In the corner of the room was a sleeping man, decked out in a colorful flower lei and sunglasses that displayed, in large rainbow comic sans font, the words "Big Daddy."

"Yooo, this man is shlumped," [Name] sat on the ground, talking to him (even though he was knocked the hell out) like the weirdo she was. After a couple minutes however, the girl was starting to get bored.

"Fuck, I need to charge my DS to play Nintendogs," [Name] mumbled.

She found an outlet with two other plugs attached and carelessly tore one out, only to hear a loud beep that sounded like a machine flatlining. [Name] dumbly stared at the monitor that was making the sound for a few long seconds, and then widened her eyes and started screeching bloody murder.

"Oh SHIT! THIS BITCH AIN'T SLEEPING, HE'S ON MOTHERFUCKING LIFE SUPPORT!" The [h/c] haired girl clumsily scrambled to plug the wires back in. After doing so, she staggered to the man's side frantically. 

"Miss Keisha? Miss Keisha? Miss KEISHAAA?! OH MY FUCKING GOD, HE'S FUCKIN DEAD!" [Name] cried, slapping the shit out of him for any kind of reaction. Suddenly, the flatlining sound stopped and [Name] sighed with relief, sinking to the ground. 

However, her relief was short-lived, as the door to the room suddenly whirled open to reveal an angry looking man in a typical Frat boy Hawaiian shirt and khakis. Over his face, he wore a toucan shaped bird mask.

"CHISAKI WITH DA TOUCAN MASK?!!" [Name] screeched with fear, shrinking against the wall.

"What the hell?!" He said angrily. "This is a PRIVATE PARTY for the allying of the LOV and Hassakai, although it's just a formality because the League is a bunch of baby bitches and I hate them. AnyWAYS-- YOU SHOULDN'T BE HERE!"

From behind him, a shadow loomed into [Name]'s view-- Shigaraki, dressed in a coconut bra and a hula skirt.

"WHY ARE YOU HERE?" Shigaraki pointed, his coconut boobs jiggling violently with every word.

"Um.. I thought I saw Eri and I followed her?" [Name] paled.

"Eri" entered the room, and only then did [Name] realize that Eri was not, in fact, a 6 foot tall man with arrows on his head. Hey, atleast [Name] got the hair color right. 

"Oh." [Name]'s brain cells committed mega-mitosis.

"How did you mistake Eri for a grown man..." Overhaul deadpanned .
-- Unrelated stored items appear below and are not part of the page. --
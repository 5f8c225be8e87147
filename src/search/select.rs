use crate::board::{Move, Position};
use crate::search::alphabeta::{Searcher, Window};
use crate::search::eval::SCORE_INFINITE;
use cozy_chess::Color;
use log::{debug, trace, warn};

#[derive(Debug, Clone, PartialEq, Eq)]
pub struct SearchResult {
    pub best_move: Option<Move>,
    /// White-positive score of the chosen move (the static value when there is no move).
    pub score: i32,
    /// Depth actually searched after clamping.
    pub depth: u32,
    pub nodes: u64,
}

impl Searcher {
    /// Clamps a requested depth into `1..=max_depth`.
    pub fn clamp_depth(&self, depth: u32) -> u32 {
        depth.clamp(1, self.config.max_depth.max(1))
    }

    pub fn best_move(&mut self, pos: &mut Position, depth: u32) -> Option<Move> {
        self.search(pos, depth).best_move
    }

    /// Picks the move for the side to move. White maximizes, Black minimizes.
    ///
    /// Each root move is searched with a fresh full window so its value is
    /// exact. The best move is seeded from the head of the ranked list and
    /// only replaced on strict improvement, so ties go to the earlier move.
    pub fn search(&mut self, pos: &mut Position, depth: u32) -> SearchResult {
        self.reset_stats();
        let requested = depth;
        let depth = self.clamp_depth(requested);
        if depth != requested {
            warn!("search depth {requested} clamped to {depth}");
        }

        let moves = pos.legal_moves();
        let ranked = self.arrange(pos, moves, true);
        let Some(&first) = ranked.first() else {
            let score = self.leaf_value(pos, 0);
            debug!("no legal move in {} (score {score})", pos.fen());
            return SearchResult { best_move: None, score, depth, nodes: self.stats.nodes };
        };

        let maximizing = pos.side_to_move() == Color::White;
        let mut best_move = first;
        let mut best_score = if maximizing { -SCORE_INFINITE } else { SCORE_INFINITE };
        for mv in ranked {
            let score = {
                let mut child = pos.apply(mv);
                self.alphabeta(&mut child, depth - 1, Window::FULL, !maximizing, 1)
            };
            trace!("root {mv}: {score}");
            let improved = if maximizing { score > best_score } else { score < best_score };
            if improved {
                best_score = score;
                best_move = mv;
            }
        }
        debug!(
            "depth {depth} bestmove {best_move} score {best_score} nodes {} cutoffs {}",
            self.stats.nodes, self.stats.cutoffs
        );
        SearchResult { best_move: Some(best_move), score: best_score, depth, nodes: self.stats.nodes }
    }
}
pub mod alphabeta;
pub mod eval;
pub mod minimax;
pub mod order;
pub mod pst;
pub mod select;

pub use alphabeta::{SearchStats, Searcher, Window};
pub use eval::{Evaluator, DRAW_SCORE, MATE_SCORE, SCORE_INFINITE};
pub use order::{MoveOrderer, ScoredMove};
pub use select::SearchResult;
"I don't know, I guess she never skips ab day?" [Name] laughed nervously, as the villains backed her into a corner.

"Schewpid girl! Wot is a little hero like yew gonna do against us! Yor brain iz tha size ov a crumpet!" Chronostasis laughed evilly. 

"B-But-" [Name] paled, as her back hit the wall.

"No cuts, no butts, no coconuts," Shigaraki laughed evilly, then glaring at [Name] as she snorted at his words.